▸ What you have to do
Restate the entries below word for word, omitting nothing.

[Stored data entries]

■ ■ ■ ■ ■

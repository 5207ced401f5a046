// src/config/loader.rs

use std::fs;
use std::path::{Path, PathBuf};

use tracing::debug;

use crate::config::model::{ConfigFile, RawConfigFile};
use crate::errors::Result;

/// Load a configuration file from a given path and return the raw `RawConfigFile`.
///
/// This only performs TOML deserialization; it does **not** perform semantic
/// validation. Use [`load_and_validate`] for that.
pub fn load_from_path(path: impl AsRef<Path>) -> Result<RawConfigFile> {
    let path = path.as_ref();
    let contents = fs::read_to_string(path)?;

    let config: RawConfigFile = toml::from_str(&contents)?;

    Ok(config)
}

/// Load a configuration file from path and run validation.
///
/// - Reads TOML.
/// - Applies defaults (handled by `serde` + `Default` impls).
/// - Parses durations, checks the version selection and tweak values.
pub fn load_and_validate(path: impl AsRef<Path>) -> Result<ConfigFile> {
    let raw_config = load_from_path(&path)?;
    let config = ConfigFile::try_from(raw_config)?;
    Ok(config)
}

/// Like [`load_and_validate`], but a missing file yields the defaults.
///
/// The orchestrator works without any config file; only a file that exists
/// and is invalid is an error.
pub fn load_or_default(path: impl AsRef<Path>) -> Result<ConfigFile> {
    let path = path.as_ref();
    if !path.exists() {
        debug!(path = %path.display(), "config file not found; using defaults");
        return ConfigFile::try_from(RawConfigFile::default());
    }
    load_and_validate(path)
}

/// Default config path: `Winepilot.toml` in the current working directory.
pub fn default_config_path() -> PathBuf {
    PathBuf::from("Winepilot.toml")
}
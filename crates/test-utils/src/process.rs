//! Process lookups for cleanup assertions.

use std::fs;
use std::time::Duration;

/// True if `pid` exists and is not a zombie.
pub fn is_alive(pid: u32) -> bool {
    let Ok(stat) = fs::read_to_string(format!("/proc/{pid}/stat")) else {
        return false;
    };
    // Field 3, after the parenthesised command name.
    match stat.rsplit_once(')') {
        Some((_, rest)) => !matches!(rest.trim_start().chars().next(), Some('Z') | Some('X')),
        None => false,
    }
}

/// Poll until `pid` is gone or `limit` elapses. Returns whether it is gone.
pub async fn wait_gone(pid: u32, limit: Duration) -> bool {
    let deadline = tokio::time::Instant::now() + limit;
    while tokio::time::Instant::now() < deadline {
        if !is_alive(pid) {
            return true;
        }
        tokio::time::sleep(Duration::from_millis(20)).await;
    }
    !is_alive(pid)
}
pub mod builders;
pub mod process;

use std::sync::Once;
use tracing_subscriber::{fmt, EnvFilter};

static INIT: Once = Once::new();

/// Initialise tracing for tests.
///
/// - Uses `with_test_writer()`, so logs are captured per-test.
/// - The Rust test harness only prints captured output for **failing** tests
///   (unless you run with `-- --nocapture`).
///
/// Enable levels with e.g.:
/// `RUST_LOG=debug cargo test`
pub fn init_tracing() {
    INIT.call_once(|| {
        let filter =
            EnvFilter::try_from_default_env().unwrap_or_else(|_| EnvFilter::new("info"));

        fmt()
            .with_env_filter(filter)
            .with_test_writer() // print only for failing tests unless --nocapture
            .with_target(true)
            .init();
    });
}

/// Run a future with a 10-second timeout.
#[allow(dead_code)]
pub async fn with_timeout<F, T>(f: F) -> T
where
    F: std::future::Future<Output = T>,
{
    tokio::time::timeout(std::time::Duration::from_secs(10), f)
        .await
        .expect("Test timed out after 10 seconds")
}
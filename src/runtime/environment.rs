// src/runtime/environment.rs

//! Process environment construction.
//!
//! [`build_environment`] is referentially transparent: the same descriptor,
//! prefix and inherited environment always produce an equal
//! [`ProcessEnvironment`]. It never touches the filesystem, which is why the
//! prefix-scoped server identifier is a hash of the path rather than of the
//! directory's inode.

use std::collections::BTreeMap;
use std::path::{Path, PathBuf};

use crate::runtime::RuntimeDescriptor;

/// Inherited host environment, as captured by [`host_env`].
pub type HostEnv = BTreeMap<String, String>;

pub const PREFIX_VAR: &str = "WINEPREFIX";
pub const RUNTIME_VAR: &str = "WINE";
pub const SERVER_VAR: &str = "WINESERVER";
pub const LIBRARY_PATH_VAR: &str = "LD_LIBRARY_PATH";
pub const DLL_PATH_VAR: &str = "WINEDLLPATH";
pub const SERVER_ID_VAR: &str = "WINEPILOT_SERVER_ID";

/// Full variable set for a child process.
#[derive(Debug, Clone, PartialEq, Eq, Default)]
pub struct ProcessEnvironment {
    vars: BTreeMap<String, String>,
}

impl ProcessEnvironment {
    pub fn get(&self, name: &str) -> Option<&str> {
        self.vars.get(name).map(String::as_str)
    }

    pub fn contains(&self, name: &str) -> bool {
        self.vars.contains_key(name)
    }

    pub fn len(&self) -> usize {
        self.vars.len()
    }

    pub fn is_empty(&self) -> bool {
        self.vars.is_empty()
    }

    pub fn iter(&self) -> impl Iterator<Item = (&str, &str)> {
        self.vars.iter().map(|(k, v)| (k.as_str(), v.as_str()))
    }

    pub fn as_map(&self) -> &BTreeMap<String, String> {
        &self.vars
    }

    /// The prefix this environment points at.
    pub fn prefix(&self) -> Option<PathBuf> {
        self.get(PREFIX_VAR).map(PathBuf::from)
    }

    /// Replace a command's environment with exactly this variable set.
    pub fn apply(&self, cmd: &mut tokio::process::Command) {
        cmd.env_clear();
        cmd.envs(self.vars.iter());
    }
}

impl From<BTreeMap<String, String>> for ProcessEnvironment {
    fn from(vars: BTreeMap<String, String>) -> Self {
        Self { vars }
    }
}

/// Capture the current process environment.
///
/// Variables whose name or value is not valid Unicode are skipped; they
/// could not be reproduced faithfully in the map anyway.
pub fn host_env() -> HostEnv {
    std::env::vars_os()
        .filter_map(|(k, v)| Some((k.into_string().ok()?, v.into_string().ok()?)))
        .collect()
}

/// Derive the environment for a runtime session on `prefix`.
///
/// Sets the prefix, runtime and (when present) server locations, prepends
/// the runtime's library and DLL directories to any inherited search path,
/// and adds the prefix-scoped server identifier. Everything else in
/// `host` is carried over untouched.
pub fn build_environment(
    runtime: &RuntimeDescriptor,
    prefix: &Path,
    host: &HostEnv,
) -> ProcessEnvironment {
    let mut vars = host.clone();

    vars.insert(PREFIX_VAR.to_string(), path_str(prefix));
    vars.insert(RUNTIME_VAR.to_string(), path_str(runtime.executable()));
    if let Some(server) = runtime.server() {
        vars.insert(SERVER_VAR.to_string(), path_str(server));
    }

    prepend_search_path(&mut vars, LIBRARY_PATH_VAR, runtime.library_dirs());
    prepend_search_path(&mut vars, DLL_PATH_VAR, runtime.dll_dirs());

    vars.insert(SERVER_ID_VAR.to_string(), prefix_identity(prefix));

    ProcessEnvironment { vars }
}

/// Short stable identifier for a prefix path.
pub fn prefix_identity(prefix: &Path) -> String {
    let hash = blake3::hash(prefix.to_string_lossy().as_bytes());
    hash.to_hex()[..16].to_string()
}

fn prepend_search_path(vars: &mut BTreeMap<String, String>, name: &str, dirs: &[PathBuf]) {
    if dirs.is_empty() {
        return;
    }

    let mut parts: Vec<String> = dirs.iter().map(|d| path_str(d)).collect();
    if let Some(existing) = vars.get(name).filter(|v| !v.is_empty()) {
        parts.push(existing.clone());
    }
    vars.insert(name.to_string(), parts.join(":"));
}

fn path_str(path: &Path) -> String {
    path.to_string_lossy().into_owned()
}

■ ■ ■ ■ ■

▸ Response area
repository 5207ced401f5a046
// src/config/loader.rs

use std::fs;
use std::path::{Path, PathBuf};

use tracing::debug;

use crate::config::model::{ConfigFile, RawConfigFile};
use crate::errors::Result;

/// Load a configuration file from a given path and return the raw `RawConfigFile`.
///
/// This only performs TOML deserialization; it does **not** perform semantic
/// validation. Use [`load_and_validate`] for that.
pub fn load_from_path(path: impl AsRef<Path>) -> Result<RawConfigFile> {
    let path = path.as_ref();
    let contents = fs::read_to_string(path)?;

    let config: RawConfigFile = toml::from_str(&contents)?;

    Ok(config)
}

/// Load a configuration file from path and run validation.
///
/// - Reads TOML.
/// - Applies defaults (handled by `serde` + `Default` impls).
/// - Parses durations, checks the version selection and tweak values.
pub fn load_and_validate(path: impl AsRef<Path>) -> Result<ConfigFile> {
    let raw_config = load_from_path(&path)?;
    let config = ConfigFile::try_from(raw_config)?;
    Ok(config)
}

/// Like [`load_and_validate`], but a missing file yields the defaults.
///
/// The orchestrator works without any config file; only a file that exists
/// and is invalid is an error.
pub fn load_or_default(path: impl AsRef<Path>) -> Result<ConfigFile> {
    let path = path.as_ref();
    if !path.exists() {
        debug!(path = %path.display(), "config file not found; using defaults");
        return ConfigFile::try_from(RawConfigFile::default());
    }
    load_and_validate(path)
}

/// Default config path: `Winepilot.toml` in the current working directory.
pub fn default_config_path() -> PathBuf {
    PathBuf::from("Winepilot.toml")
}
filename crates/test-utils/src/process.rs
//! Process lookups for cleanup assertions.

use std::fs;
use std::time::Duration;

/// True if `pid` exists and is not a zombie.
pub fn is_alive(pid: u32) -> bool {
    let Ok(stat) = fs::read_to_string(format!("/proc/{pid}/stat")) else {
        return false;
    };
    // Field 3, after the parenthesised command name.
    match stat.rsplit_once(')') {
        Some((_, rest)) => !matches!(rest.trim_start().chars().next(), Some('Z') | Some('X')),
        None => false,
    }
}

/// Poll until `pid` is gone or `limit` elapses. Returns whether it is gone.
pub async fn wait_gone(pid: u32, limit: Duration) -> bool {
    let deadline = tokio::time::Instant::now() + limit;
    while tokio::time::Instant::now() < deadline {
        if !is_alive(pid) {
            return true;
        }
        tokio::time::sleep(Duration::from_millis(20)).await;
    }
    !is_alive(pid)
}
pub mod builders;
pub mod process;

use std::sync::Once;
use tracing_subscriber::{fmt, EnvFilter};

static INIT: Once = Once::new();

/// Initialise tracing for tests.
///
/// - Uses `with_test_writer()`, so logs are captured per-test.
/// - The Rust test harness only prints captured output for **failing** tests
///   (unless you run with `-- --nocapture`).
///
/// Enable levels with e.g.:
/// `RUST_LOG=debug cargo test`
pub fn init_tracing() {
    INIT.call_once(|| {
        let filter =
            EnvFilter::try_from_default_env().unwrap_or_else(|_| EnvFilter::new("info"));

        fmt()
            .with_env_filter(filter)
            .with_test_writer() // print only for failing tests unless --nocapture
            .with_target(true)
            .init();
    });
}

/// Run a future with a 10-second timeout.
#[allow(dead_code)]
pub async fn with_timeout<F, T>(f: F) -> T
where
    F: std::future::Future<Output = T>,
{
    tokio::time::timeout(std::time::Duration::from_secs(10), f)
        .await
        .expect("Test timed out after 10 seconds")
}
filename src/runtime/environment.rs
// src/runtime/environment.rs

//! Process environment construction.
//!
//! [`build_environment`] is referentially transparent: the same descriptor,
//! prefix and inherited environment always produce an equal
//! [`ProcessEnvironment`]. It never touches the filesystem, which is why the
//! prefix-scoped server identifier is a hash of the path rather than of the
//! directory's inode.

use std::collections::BTreeMap;
use std::path::{Path, PathBuf};

use crate::runtime::RuntimeDescriptor;

/// Inherited host environment, as captured by [`host_env`].
pub type HostEnv = BTreeMap<String, String>;

pub const PREFIX_VAR: &str = "WINEPREFIX";
pub const RUNTIME_VAR: &str = "WINE";
pub const SERVER_VAR: &str = "WINESERVER";
pub const LIBRARY_PATH_VAR: &str = "LD_LIBRARY_PATH";
pub const DLL_PATH_VAR: &str = "WINEDLLPATH";
pub const SERVER_ID_VAR: &str = "WINEPILOT_SERVER_ID";

/// Full variable set for a child process.
#[derive(Debug, Clone, PartialEq, Eq, Default)]
pub struct ProcessEnvironment {
    vars: BTreeMap<String, String>,
}

impl ProcessEnvironment {
    pub fn get(&self, name: &str) -> Option<&str> {
        self.vars.get(name).map(String::as_str)
    }

    pub fn contains(&self, name: &str) -> bool {
        self.vars.contains_key(name)
    }

    pub fn len(&self) -> usize {
        self.vars.len()
    }

    pub fn is_empty(&self) -> bool {
        self.vars.is_empty()
    }

    pub fn iter(&self) -> impl Iterator<Item = (&str, &str)> {
        self.vars.iter().map(|(k, v)| (k.as_str(), v.as_str()))
    }

    pub fn as_map(&self) -> &BTreeMap<String, String> {
        &self.vars
    }

    /// The prefix this environment points at.
    pub fn prefix(&self) -> Option<PathBuf> {
        self.get(PREFIX_VAR).map(PathBuf::from)
    }

    /// Replace a command's environment with exactly this variable set.
    pub fn apply(&self, cmd: &mut tokio::process::Command) {
        cmd.env_clear();
        cmd.envs(self.vars.iter());
    }
}

impl From<BTreeMap<String, String>> for ProcessEnvironment {
    fn from(vars: BTreeMap<String, String>) -> Self {
        Self { vars }
    }
}

/// Capture the current process environment.
///
/// Variables whose name or value is not valid Unicode are skipped; they
/// could not be reproduced faithfully in the map anyway.
pub fn host_env() -> HostEnv {
    std::env::vars_os()
        .filter_map(|(k, v)| Some((k.into_string().ok()?, v.into_string().ok()?)))
        .collect()
}

/// Derive the environment for a runtime session on `prefix`.
///
/// Sets the prefix, runtime and (when present) server locations, prepends
/// the runtime's library and DLL directories to any inherited search path,
/// and adds the prefix-scoped server identifier. Everything else in
/// `host` is carried over untouched.
pub fn build_environment(
    runtime: &RuntimeDescriptor,
    prefix: &Path,
    host: &HostEnv,
) -> ProcessEnvironment {
    let mut vars = host.clone();

    vars.insert(PREFIX_VAR.to_string(), path_str(prefix));
    vars.insert(RUNTIME_VAR.to_string(), path_str(runtime.executable()));
    if let Some(server) = runtime.server() {
        vars.insert(SERVER_VAR.to_string(), path_str(server));
    }

    prepend_search_path(&mut vars, LIBRARY_PATH_VAR, runtime.library_dirs());
    prepend_search_path(&mut vars, DLL_PATH_VAR, runtime.dll_dirs());

    vars.insert(SERVER_ID_VAR.to_string(), prefix_identity(prefix));

    ProcessEnvironment { vars }
}

/// Short stable identifier for a prefix path.
pub fn prefix_identity(prefix: &Path) -> String {
    let hash = blake3::hash(prefix.to_string_lossy().as_bytes());
    hash.to_hex()[..16].to_string()
}

fn prepend_search_path(vars: &mut BTreeMap<String, String>, name: &str, dirs: &[PathBuf]) {
    if dirs.is_empty() {
        return;
    }

    let mut parts: Vec<String> = dirs.iter().map(|d| path_str(d)).collect();
    if let Some(existing) = vars.get(name).filter(|v| !v.is_empty()) {
        parts.push(existing.clone());
    }
    vars.insert(name.to_string(), parts.join(":"));
}

fn path_str(path: &Path) -> String {
    path.to_string_lossy().into_owned()
}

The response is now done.